The Israeli military had no immediate comment.

The bomber, identified by the militant Islamic Jihad as Rami Ghanem, 20, set off explosives strapped to his body at a sidewalk cafe in the seaside resort city on Sunday, wounding 49 people.

In a statement a few hours after the bombing, Islamic Jihad said the attack was "Palestine's gift to the heroic people of Iraq." The movement also said it had sent homicide bombers to Iraq to kill American and British soldiers.

Islamic Jihad is the smaller of two violent Islamic movements that have claimed responsibility for dozens of homicide bombings that have killed hundreds of Israelis.

Witnesses said that before daybreak Tuesday, Israeli forces entered the village of Dir Rasoun, near the town of Tulkarem on the line between Israel and the West Bank, and destroyed the Ghanem family home.

In recent months, Israel has been implementing a policy of destroying the homes of militants as a deterrent measure. Palestinians and human rights groups complain that the destructions punish innocent relatives.

In 30 months of Palestinian-Israeli violence, homicide bombers have struck Netanya six times.
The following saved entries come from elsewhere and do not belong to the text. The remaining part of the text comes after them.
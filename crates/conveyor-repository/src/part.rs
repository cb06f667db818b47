//! The uniform interface Files and Rows present to the composite
//! repository.

use async_trait::async_trait;
use conveyor_item::{Item, Mask, Query};

use crate::Error;

/// One backend of a [`crate::Repository`]. Implemented by a Files-backed
/// part (the blob store) and a Rows-backed part (the relational store);
/// the composite fans out across an ordered sequence of these.
#[async_trait]
pub trait PartRepository: Send + Sync {
    async fn append(&self, item: &Item) -> Result<(), Error>;

    /// Yields one [`conveyor_item::Part`] per match, using `accumulator` as
    /// whatever the prior part in the fan-out already contributed. Files'
    /// implementation ignores `query`'s mask entirely and yields a single
    /// part hydrated from `accumulator`'s digest.
    async fn get(
        &self,
        query: &Query,
        accumulator: &conveyor_item::Part,
    ) -> Result<Vec<conveyor_item::Part>, Error>;

    async fn setitem(&self, old: &conveyor_item::Part, new: &conveyor_item::Part) -> Result<(), Error>;

    async fn delitem(&self, item: &conveyor_item::Part) -> Result<(), Error>;

    async fn contains(&self, mask: &Mask) -> Result<bool, Error>;

    /// Opens a transactional handle. Reentrant on an already-transactional
    /// handle, returning a handle that shares it rather than nesting.
    async fn transaction(&self) -> Result<Box<dyn PartRepository>, Error>;

    /// Flushes the outermost transaction opened by [`PartRepository::transaction`].
    async fn commit_transaction(&self) -> Result<(), Error>;

    async fn len(&self) -> Result<u64, Error>;

    async fn clear(&self) -> Result<(), Error>;
}
//! `key -> key + "__" + postfix` and its inverse, used to derive enum table
//! name suffixes from a metadata key.

use crate::{Error, Transform};

#[derive(Clone, Debug)]
pub struct DbEnumName {
    pub postfix: String,
}

#[derive(Clone, Debug)]
pub struct UndoDbEnumName {
    pub postfix: String,
}

impl DbEnumName {
    pub fn new(postfix: impl Into<String>) -> Self {
        DbEnumName {
            postfix: postfix.into(),
        }
    }
}

impl Transform<String, String> for DbEnumName {
    type Inverse = UndoDbEnumName;

    fn apply(&self, key: String) -> Result<String, Error> {
        Ok(format!("{key}__{}", self.postfix))
    }

    fn invert(&self) -> UndoDbEnumName {
        UndoDbEnumName {
            postfix: self.postfix.clone(),
        }
    }
}

impl Transform<String, String> for UndoDbEnumName {
    type Inverse = DbEnumName;

    fn apply(&self, name: String) -> Result<String, Error> {
        let suffix = format!("__{}", self.postfix);
        name.strip_suffix(suffix.as_str())
            .map(str::to_string)
            .ok_or_else(|| Error::Trusted(format!("`{name}` does not end with `{suffix}`")))
    }

    fn invert(&self) -> DbEnumName {
        DbEnumName {
            postfix: self.postfix.clone(),
        }
    }
}

#[cfg(test)]
mod tests {
    use super::*;

    #[test]
    fn roundtrips() {
        let t = DbEnumName::new("kind");
        let applied = t.apply("status".to_string()).unwrap();
        assert_eq!(applied, "status__kind");
        assert_eq!(t.invert().apply(applied).unwrap(), "status");
    }
}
On March 27, 2001, a bomber blew up a Netanya hotel lobby during a Jewish Passover meal, killing 29, the deadliest of the 88 homicide bombings since the current violence erupted in September, 2000.
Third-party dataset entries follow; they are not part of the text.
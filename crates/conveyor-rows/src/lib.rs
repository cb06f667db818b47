//! Table manager and Rows core: the relational half of a Conveyor
//! repository. Stores everything about an item except its blob, evolving
//! each kind's table schema live as new metadata shapes appear.

mod core;
mod error;
mod query;
mod row;
mod table;

pub use core::RowsCore;
pub use error::Error;
pub use table::{enum_table_name, table_name};
use std::path::PathBuf;
use std::sync::Arc;

use conveyor_digest::{Data, Digest};
use conveyor_transform::pathify::{self, Granulation};

use crate::codec::{Codec, Sidestep};
use crate::error::Error;
use crate::transaction::{Op, Transaction};

/// Content-addressed blob store with transactional, dedup-aware writes.
#[derive(Clone)]
pub struct Core {
    root: PathBuf,
    suffix: String,
    granulation: Granulation,
    codec: Arc<dyn Codec>,
    sidestep: Arc<dyn Sidestep>,
    transaction: Option<Arc<Transaction>>,
}

const MAX_SIDESTEP_ATTEMPTS: usize = 8;

impl Core {
    pub fn new(
        root: impl Into<PathBuf>,
        suffix: impl Into<String>,
        granulation: Granulation,
        codec: Arc<dyn Codec>,
        sidestep: Arc<dyn Sidestep>,
    ) -> Self {
        Core {
            root: root.into(),
            suffix: suffix.into(),
            granulation,
            codec,
            sidestep,
            transaction: None,
        }
    }

    /// Convenience constructor using the identity codec and an
    /// append-marker sidestep — adequate unless the caller wants
    /// compression on disk.
    pub fn with_defaults(root: impl Into<PathBuf>, suffix: impl Into<String>) -> Self {
        Core::new(
            root,
            suffix,
            pathify::constant(2),
            Arc::new(crate::codec::Identity),
            Arc::new(crate::codec::AppendMarker),
        )
    }

    pub fn path(&self, digest: Digest) -> PathBuf {
        let relative = pathify::path_of(&self.granulation, digest)
            .expect("pathify is a Safe transform and never fails");
        let mut path = self.root.join(relative);
        path.set_extension(self.suffix.trim_start_matches('.'));
        path
    }

    fn in_transaction(&self) -> bool {
        self.transaction.is_some()
    }

    fn txn(&self) -> Arc<Transaction> {
        self.transaction
            .clone()
            .unwrap_or_else(|| Arc::new(Transaction::new()))
    }

    /// Opens a scoped transaction handle. Nested calls on an
    /// already-transactional handle return a clone sharing the same op log
    /// instead of starting a second one.
    pub fn transaction(&self) -> Core {
        if self.in_transaction() {
            return self.clone();
        }
        Core {
            transaction: Some(self.txn()),
            ..self.clone()
        }
    }

    pub fn is_transactional(&self) -> bool {
        self.in_transaction()
    }

    /// Flushes every op staged on this transactional handle. Only the
    /// caller that opened the outermost `transaction()` should call this —
    /// a composite repository's nested-transaction protocol relies on that.
    pub async fn commit_transaction(&self) -> Result<(), Error> {
        let txn = self
            .transaction
            .clone()
            .expect("commit_transaction called on a non-transactional handle");
        self.commit(&txn).await
    }

    /// Stages the blob write. Empty data is never written; the call is a
    /// committed no-op for the top-level handle, a staged no-op inside an
    /// existing transaction.
    #[tracing::instrument(skip(self, data), fields(digest = %data.digest()))]
    pub async fn append(&self, data: &Data) -> Result<(), Error> {
        if data.is_empty() {
            return Ok(());
        }

        let txn = self.txn();
        txn.stage(Op::Append {
            digest: data.digest(),
            value: data.value().to_vec(),
        });

        if !self.in_transaction() {
            self.commit(&txn).await?;
        }
        Ok(())
    }

    #[tracing::instrument(skip(self))]
    pub async fn get(&self, digest: Digest) -> Result<Data, Error> {
        if digest == Digest::empty() {
            return Ok(Data::empty());
        }

        let path = self.path(digest);
        let bytes = tokio::fs::read(&path)
            .await
            .map_err(|e| match e.kind() {
                std::io::ErrorKind::NotFound => Error::NotFound(path.clone()),
                _ => Error::Io(path.clone(), e),
            })?;
        let decoded = self.codec.unprepare(&bytes)?;
        Data::verified(decoded, digest).map_err(|_| Error::IntegrityCheck(path))
    }

    #[tracing::instrument(skip(self))]
    pub async fn delete(&self, digest: Digest) -> Result<(), Error> {
        let txn = self.txn();
        txn.stage(Op::Delete { digest });

        if !self.in_transaction() {
            self.commit(&txn).await?;
        }
        Ok(())
    }

    pub async fn contains(&self, digest: Digest) -> bool {
        tokio::fs::try_exists(self.path(digest)).await.unwrap_or(false)
    }

    pub async fn len(&self) -> Result<u64, Error> {
        let mut count = 0u64;
        let mut stack = vec![self.root.clone()];
        while let Some(dir) = stack.pop() {
            let mut entries = match tokio::fs::read_dir(&dir).await {
                Ok(e) => e,
                Err(e) if e.kind() == std::io::ErrorKind::NotFound => continue,
                Err(e) => return Err(Error::Io(dir, e)),
            };
            while let Some(entry) = entries
                .next_entry()
                .await
                .map_err(|e| Error::Io(dir.clone(), e))?
            {
                let path = entry.path();
                if path.is_dir() {
                    stack.push(path);
                } else if path
                    .extension()
                    .map(|e| e == self.suffix.trim_start_matches('.'))
                    .unwrap_or(false)
                {
                    count += 1;
                }
            }
        }
        Ok(count)
    }

    pub async fn clear(&self) -> Result<(), Error> {
        match tokio::fs::remove_dir_all(&self.root).await {
            Ok(()) => Ok(()),
            Err(e) if e.kind() == std::io::ErrorKind::NotFound => Ok(()),
            Err(e) => Err(Error::Io(self.root.clone(), e)),
        }
    }

    /// Replays the staged op log, applying the collision-resolution
    /// protocol for appends. Any failure rolls back the ops already
    /// applied, in reverse order.
    async fn commit(&self, txn: &Transaction) -> Result<(), Error> {
        let ops = txn.take_ops();
        let mut applied: Vec<crate::transaction::Rollback> = Vec::with_capacity(ops.len());

        for op in &ops {
            match self.apply_op(op).await {
                Ok(rollback) => applied.push(rollback),
                Err(e) => {
                    self.rollback(applied).await;
                    return Err(e);
                }
            }
        }
        Ok(())
    }

    async fn apply_op(&self, op: &Op) -> Result<crate::transaction::Rollback, Error> {
        use crate::transaction::Rollback;

        match op {
            Op::Append { digest, value } => self.apply_append(*digest, value).await,
            Op::Delete { digest } => {
                let path = self.path(*digest);
                let existing = tokio::fs::read(&path).await.map_err(|e| match e.kind() {
                    std::io::ErrorKind::NotFound => Error::NotFound(path.clone()),
                    _ => Error::Io(path.clone(), e),
                })?;
                tokio::fs::remove_file(&path)
                    .await
                    .map_err(|e| Error::Io(path.clone(), e))?;
                Ok(Rollback::RestoreFile(path, existing))
            }
        }
    }

    /// Write-if-absent, verify-if-present, sidestep-on-mismatch.
    async fn apply_append(
        &self,
        digest: Digest,
        value: &[u8],
    ) -> Result<crate::transaction::Rollback, Error> {
        use crate::transaction::Rollback;

        let mut target = self.path(digest);
        let mut candidate = value.to_vec();

        for _ in 0..MAX_SIDESTEP_ATTEMPTS {
            if !target.exists() {
                crate::transaction::write_atomic(&target, &self.codec.prepare(&candidate)).await?;
                return Ok(Rollback::RemoveFile(target));
            }

            let stored = tokio::fs::read(&target)
                .await
                .map_err(|e| Error::Io(target.clone(), e))?;
            let decoded = self.codec.unprepare(&stored)?;
            if decoded == candidate {
                // Idempotent: identical content already present.
                return Ok(Rollback::Noop);
            }

            candidate = self.sidestep.sidestep(&candidate);
            target = self.path(Digest::of(&candidate));
        }

        Err(Error::IntegrityCheck(target))
    }

    async fn rollback(&self, rollbacks: Vec<crate::transaction::Rollback>) {
        use crate::transaction::Rollback;
        for r in rollbacks.into_iter().rev() {
            match r {
                Rollback::RemoveFile(path) => {
                    let _ = tokio::fs::remove_file(&path).await;
                }
                Rollback::RestoreFile(path, bytes) => {
                    let _ = crate::transaction::write_atomic(&path, &bytes).await;
                }
                Rollback::Noop => {}
            }
        }
    }
}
Netanya is at Israel's narrowest point, where the line with the West Bank is just nine miles from the Mediterranean coast. Last year Israel began building a security fence to keep Palestinian attackers out of the country, but work has proceeded slowly.

On Monday an Islamic Jihad leader said the group would step up attacks in Israel in solidarity with the people of Iraq, but a leader of another militant group -- the Al Aqsa Martyrs Brigade, linked to Yasser Arafat's Fatah movement -- said it would suspend attacks against Israel while the war in Iraq continues.

However, other leaders of the same group said they would continue targeting Israeli soldiers and settlers in the West Bank.